Las mujeres latinas constituyen la gran mayoría de las trabajadoras de cuidado infantil, representan el 42 por ciento de esta industria y realizan un trabajo heroico cuidando a diario a nuestros niños, la próxima generación. Sin embargo, cuando regresan a sus hogares para cuidar de sus propias familias, el 29 por ciento de ellas viven en la pobreza.

Deberíamos establecer un estándar muy simple en referencia al cuidado de niños; nadie que trabaje cuidando a niños, bajo ninguna circunstancia debe vivir en la pobreza.

Lo que tenemos que hacer en estos momentos es facilitar ayuda.
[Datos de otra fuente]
//! A full turn: one simple step, or a chain of jumps by the same piece.

use std::fmt;
use std::str::FromStr;

use crate::error::MoveParseError;
use crate::moves::{Move, parse_square};

/// A complete turn as a non-empty sequence of [`Move`] segments.
///
/// Every segment after the first starts where the previous one landed, and
/// a turn of more than one segment consists of jumps only.
#[derive(Debug, Clone, PartialEq, Eq, Hash)]
pub struct Turn {
    segments: Vec<Move>,
}

impl Turn {
    /// A one-segment turn.
    pub fn single(mv: Move) -> Turn {
        Turn { segments: vec![mv] }
    }

    /// Return a copy of this turn with `mv` appended.
    pub(crate) fn extended(&self, mv: Move) -> Turn {
        debug_assert_eq!(self.last().dest(), mv.source());
        let mut segments = Vec::with_capacity(self.segments.len() + 1);
        segments.extend_from_slice(&self.segments);
        segments.push(mv);
        Turn { segments }
    }

    /// The opening segment, as it appears in a legal-move list.
    #[inline]
    pub fn first(&self) -> Move {
        self.segments[0]
    }

    /// The final segment.
    #[inline]
    pub fn last(&self) -> Move {
        self.segments[self.segments.len() - 1]
    }

    /// All segments in play order.
    #[inline]
    pub fn segments(&self) -> &[Move] {
        &self.segments
    }

    /// Number of segments (always at least 1).
    #[inline]
    pub fn len(&self) -> usize {
        self.segments.len()
    }

    /// Return `true` if the turn has no segments.
    #[inline]
    pub fn is_empty(&self) -> bool {
        self.segments.is_empty()
    }

    /// Return `true` if the turn captures at least one piece.
    #[inline]
    pub fn is_capture(&self) -> bool {
        self.first().is_jump()
    }

    /// Squares of every piece captured along the way.
    pub fn captured_squares(&self) -> impl Iterator<Item = (u8, u8)> + '_ {
        self.segments.iter().filter_map(|mv| mv.jumped_square())
    }
}

impl From<Move> for Turn {
    fn from(mv: Move) -> Turn {
        Turn::single(mv)
    }
}

impl FromStr for Turn {
    type Err = MoveParseError;

    /// Parse `52-43` or a jump chain such as `52x34x16`.
    fn from_str(s: &str) -> Result<Turn, MoveParseError> {
        if !s.contains('x') {
            return s.parse::<Move>().map(Turn::single);
        }

        let squares = s
            .split('x')
            .map(parse_square)
            .collect::<Result<Vec<_>, _>>()?;
        if squares.len() < 2 {
            return Err(MoveParseError::MalformedTurn {
                text: s.to_string(),
            });
        }

        let mut segments = Vec::with_capacity(squares.len() - 1);
        for pair in squares.windows(2) {
            let ((fr, fc), (tr, tc)) = (pair[0], pair[1]);
            if fr.abs_diff(tr) != 2 || fc.abs_diff(tc) != 2 {
                return Err(MoveParseError::NotDiagonal {
                    text: s.to_string(),
                });
            }
            segments.push(Move::new(fr, fc, tr, tc));
        }

        Ok(Turn { segments })
    }
}

impl fmt::Display for Turn {
    fn fmt(&self, f: &mut fmt::Formatter<'_>) -> fmt::Result {
        write!(f, "{}", self.first())?;
        for mv in &self.segments[1..] {
            write!(f, "x{}{}", mv.to_row(), mv.to_col())?;
        }
        Ok(())
    }
}
//! Command parsing.

use draughts_core::{Board, Player, Turn, legal_turns};

use crate::error::ProtocolError;

/// Parameters for the `go` command.
#[derive(Debug, Clone, Copy, Default, PartialEq, Eq)]
pub struct GoParams {
    /// Search to this depth instead of the configured one.
    pub depth: Option<u8>,
}

/// Board and side to move after a `position` command.
#[derive(Debug, Clone, PartialEq, Eq)]
pub struct PositionInfo {
    pub board: Board,
    pub side_to_move: Player,
}

/// Options settable with `setoption name <name> value <value>`.
#[derive(Debug, Clone, Copy, PartialEq, Eq)]
pub enum EngineOption {
    /// Default search depth in plies.
    Depth(u8),
}

/// A parsed command.
#[derive(Debug, Clone, PartialEq, Eq)]
pub enum Command {
    /// `newgame` -- reset to the starting position, Red to move.
    NewGame,
    /// `isready` -- synchronization ping.
    IsReady,
    /// `position` -- set up a board, side to move and played turns.
    Position(PositionInfo),
    /// `moves` -- list the legal turns for the side to move.
    Moves,
    /// `go` -- search and report the chosen turn.
    Go(GoParams),
    /// `setoption` -- change an engine option.
    SetOption(EngineOption),
    /// `show` -- print the board.
    Show,
    /// `perft <depth>` -- count turn sequences, split by first turn.
    Perft(u8),
    /// `quit` -- exit the engine.
    Quit,
    /// Unrecognized command (ignored).
    Unknown(String),
}

/// Parse a single line of input into a [`Command`].
pub fn parse_command(line: &str) -> Result<Command, ProtocolError> {
    let tokens: Vec<&str> = line.split_whitespace().collect();
    let Some((&keyword, args)) = tokens.split_first() else {
        return Ok(Command::Unknown(String::new()));
    };

    match keyword {
        "newgame" => Ok(Command::NewGame),
        "isready" => Ok(Command::IsReady),
        "moves" => Ok(Command::Moves),
        "show" => Ok(Command::Show),
        "quit" => Ok(Command::Quit),
        "position" => parse_position(args),
        "go" => parse_go(args),
        "setoption" => parse_setoption(args),
        "perft" => Ok(Command::Perft(parse_int(args.first(), "perft")?)),
        _ => Ok(Command::Unknown(keyword.to_string())),
    }
}

/// Parse the `position` command arguments.
///
/// Supports:
/// - `position start [red|black] [moves 52-43 21-32 ...]`
/// - `position <board> [red|black] [moves ...]`
///
/// Red moves first when no side is given. Every listed turn must be legal
/// for the side to move; sides alternate after each one.
fn parse_position(tokens: &[&str]) -> Result<Command, ProtocolError> {
    let Some((&setup, mut rest)) = tokens.split_first() else {
        return Err(ProtocolError::MalformedPosition);
    };

    let mut board = match setup {
        "start" | "startpos" => Board::starting_position(),
        "moves" => return Err(ProtocolError::MalformedPosition),
        notation => notation
            .parse()
            .map_err(|source| ProtocolError::InvalidNotation {
                notation: notation.to_string(),
                source,
            })?,
    };

    let mut side = Player::Red;
    if let Some((&name, after)) = rest.split_first()
        && let Some(player) = Player::from_name(name)
    {
        side = player;
        rest = after;
    }

    match rest.split_first() {
        None => {}
        Some((&"moves", turns)) => {
            for &text in turns {
                let turn: Turn = text.parse().map_err(|source| ProtocolError::InvalidTurn {
                    text: text.to_string(),
                    source,
                })?;
                if !legal_turns(&board, side).contains(&turn) {
                    return Err(ProtocolError::IllegalTurn {
                        turn: text.to_string(),
                        side,
                    });
                }
                board.apply_turn(&turn);
                side = side.flip();
            }
        }
        Some(_) => return Err(ProtocolError::MalformedPosition),
    }

    Ok(Command::Position(PositionInfo {
        board,
        side_to_move: side,
    }))
}

/// Parse the `go` command arguments. Unknown tokens are skipped.
fn parse_go(tokens: &[&str]) -> Result<Command, ProtocolError> {
    let mut params = GoParams::default();

    let mut i = 0;
    while i < tokens.len() {
        match tokens[i] {
            "depth" => {
                params.depth = Some(parse_int(tokens.get(i + 1), "depth")?);
                i += 2;
            }
            _ => i += 1,
        }
    }

    Ok(Command::Go(params))
}

/// Parse `setoption name <name> value <value>`. Option names are
/// case-insensitive.
fn parse_setoption(tokens: &[&str]) -> Result<Command, ProtocolError> {
    let name_at = tokens.iter().position(|&t| t == "name");
    let value_at = tokens.iter().position(|&t| t == "value");

    let name = match name_at {
        Some(start) => {
            let end = value_at.filter(|&at| at > start).unwrap_or(tokens.len());
            tokens[start + 1..end].join(" ")
        }
        None => String::new(),
    };
    if name.is_empty() {
        return Err(ProtocolError::MissingValue {
            param: "name".to_string(),
        });
    }

    let value = value_at.and_then(|at| tokens.get(at + 1));
    match name.to_ascii_lowercase().as_str() {
        "depth" => Ok(Command::SetOption(EngineOption::Depth(parse_int(value, "depth")?))),
        _ => Err(ProtocolError::UnknownOption { name }),
    }
}

/// Parse an integer value from a token.
fn parse_int<T: std::str::FromStr>(token: Option<&&str>, param: &str) -> Result<T, ProtocolError> {
    let value = token.ok_or_else(|| ProtocolError::MissingValue {
        param: param.to_string(),
    })?;
    value.parse().map_err(|_| ProtocolError::InvalidValue {
        param: param.to_string(),
        value: value.to_string(),
    })
}
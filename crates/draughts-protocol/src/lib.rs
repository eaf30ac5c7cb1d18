//! Line-based text protocol for driving the draughts engine.

pub mod command;
pub mod engine;
pub mod error;

pub use command::{Command, GoParams, parse_command};
pub use engine::TextEngine;
pub use error::ProtocolError;
//! End-to-end positions driving move generation, chains, evaluation and search.

use draughts_core::{Board, Cell, Move, Player, legal_moves};
use draughts_engine::{Evaluator, SearchConfig, Searcher, evaluate, is_terminal, simulate};

fn board_with(pieces: &[(u8, u8, Cell)]) -> Board {
    let mut board = Board::empty();
    for &(row, col, cell) in pieces {
        board.set(row, col, cell).unwrap();
    }
    board
}

fn searcher(maximizer: Player, depth: u8) -> Searcher {
    Searcher::new(
        SearchConfig::default()
            .with_depth(depth)
            .with_maximizer(maximizer),
    )
}

#[test]
fn opening_offers_seven_steps() {
    let board = Board::starting_position();
    for player in Player::ALL {
        let moves = legal_moves(&board, player).unwrap();
        assert_eq!(moves.len(), 7, "{player}");
        assert!(moves.as_slice().iter().all(|mv| !mv.is_jump()));
    }
}

#[test]
fn capture_is_the_only_legal_move() {
    // A quiet black man elsewhere may not step while the king can capture.
    let board = board_with(&[
        (4, 3, Cell::BlackKing),
        (3, 4, Cell::RedMan),
        (0, 1, Cell::BlackMan),
    ]);
    let moves = legal_moves(&board, Player::Black).unwrap();
    assert_eq!(moves.as_slice(), &[Move::new(4, 3, 2, 5)]);

    let chosen = searcher(Player::Black, 4)
        .choose_move(&board, moves.as_slice())
        .unwrap();
    assert_eq!(chosen, Move::new(4, 3, 2, 5));
}

#[test]
fn red_man_captures_forward() {
    let board = board_with(&[(4, 3, Cell::RedMan), (3, 4, Cell::BlackMan)]);
    let moves = legal_moves(&board, Player::Red).unwrap();
    assert_eq!(moves.as_slice(), &[Move::new(4, 3, 2, 5)]);
}

#[test]
fn forced_continuation_is_played_in_one_turn() {
    let board = board_with(&[
        (4, 3, Cell::BlackKing),
        (3, 4, Cell::RedMan),
        (1, 4, Cell::RedMan),
    ]);
    let moves = legal_moves(&board, Player::Black).unwrap();
    let result = searcher(Player::Black, 4)
        .search(&board, moves.as_slice())
        .unwrap();
    assert_eq!(result.turn.to_string(), "43x25x03");

    let after = simulate(&board, &result.turn);
    assert_eq!(after.cell_at(3, 4), Cell::Empty);
    assert_eq!(after.cell_at(1, 4), Cell::Empty);
    assert_eq!(after.cell_at(4, 3), Cell::Empty);
    assert_eq!(after.cell_at(0, 3), Cell::BlackKing);
    assert_eq!(after.piece_count(Player::Red), 0);
    assert_eq!(board.piece_count(Player::Red), 2, "input board is untouched");
}

#[test]
fn eliminated_side_is_terminal() {
    let no_red = board_with(&[(2, 1, Cell::BlackMan), (5, 4, Cell::BlackKing)]);
    assert!(is_terminal(&no_red));
    assert!(evaluate(&no_red) >= 1000);

    let no_black = board_with(&[(5, 0, Cell::RedMan)]);
    assert!(is_terminal(&no_black));
    assert!(evaluate(&no_black) <= -1000);
    assert!(Evaluator::new(Player::Red).score(&no_black) >= 1000);
}

#[test]
fn black_king_on_the_back_rank_moves_backward() {
    let king = board_with(&[(7, 2, Cell::BlackKing), (0, 5, Cell::RedMan)]);
    let moves = legal_moves(&king, Player::Black).unwrap();
    assert_eq!(moves.as_slice(), &[Move::new(7, 2, 6, 1), Move::new(7, 2, 6, 3)]);

    let man = board_with(&[(7, 2, Cell::BlackMan), (0, 5, Cell::RedMan)]);
    assert!(legal_moves(&man, Player::Black).is_none());
}

#[test]
fn man_reaching_the_last_row_is_crowned() {
    let board = board_with(&[(6, 3, Cell::BlackMan), (1, 0, Cell::RedMan)]);
    let moves = legal_moves(&board, Player::Black).unwrap();
    for &mv in &moves {
        let after = simulate(&board, &mv.into());
        let (row, col) = mv.dest();
        assert_eq!(after.cell_at(row, col), Cell::BlackKing);
    }

    let red = board_with(&[(1, 2, Cell::RedMan), (7, 0, Cell::BlackMan)]);
    let after = simulate(&red, &Move::new(1, 2, 0, 1).into());
    assert_eq!(after.cell_at(0, 1), Cell::RedKing);
}

#[test]
fn red_searcher_plays_for_red() {
    // 45-34 hangs the man to 23x45; 45-36 keeps it.
    let board = board_with(&[(4, 5, Cell::RedMan), (2, 3, Cell::BlackMan)]);
    let moves = legal_moves(&board, Player::Red).unwrap();
    let result = searcher(Player::Red, 2)
        .search(&board, moves.as_slice())
        .unwrap();
    assert_eq!(result.best_move, Move::new(4, 5, 3, 6));
    assert_eq!(result.score, 0);
}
He propuesto un plan subsidiado por el gobierno el cual ayudaría a casi 70,000 familias y eliminaría áreas sin o limitado cuidado infantil predominante en comunidades de color y vecindarios de bajos recursos.

Este plan triplicaría la cantidad de niños pequeños y bebés que podrían estar inscritos en centros de cuidado y guarderías infantiles. “NYC Under 3” permitiría también a 20,000 padres, en su mayoría madres, regresar a la fuerza laboral, y ganarían salario alrededor $540 millones de dólares por año, colectivamente.

También entendemos que por lo menos el 38 por ciento de las familias que se beneficiarían de esta histórica propuesta están encabezadas por mujeres latinas.

Nuestro mensaje es claro: no importa de dónde vengas o qué estatus migratorio tengas, la ciudad de Nueva York es tu hogar. Depende de nosotros asegurarnos que nuestra ciudad cumpla esa promesa.

Porque si vamos a seguir siendo la mejor ciudad del mundo, entonces debemos luchar por tener soluciones progresivas que elevan a todas las comunidades y no dejen a nadie atrás.

Scott M. Stringer es el Contralor de la ciudad de Nueva York.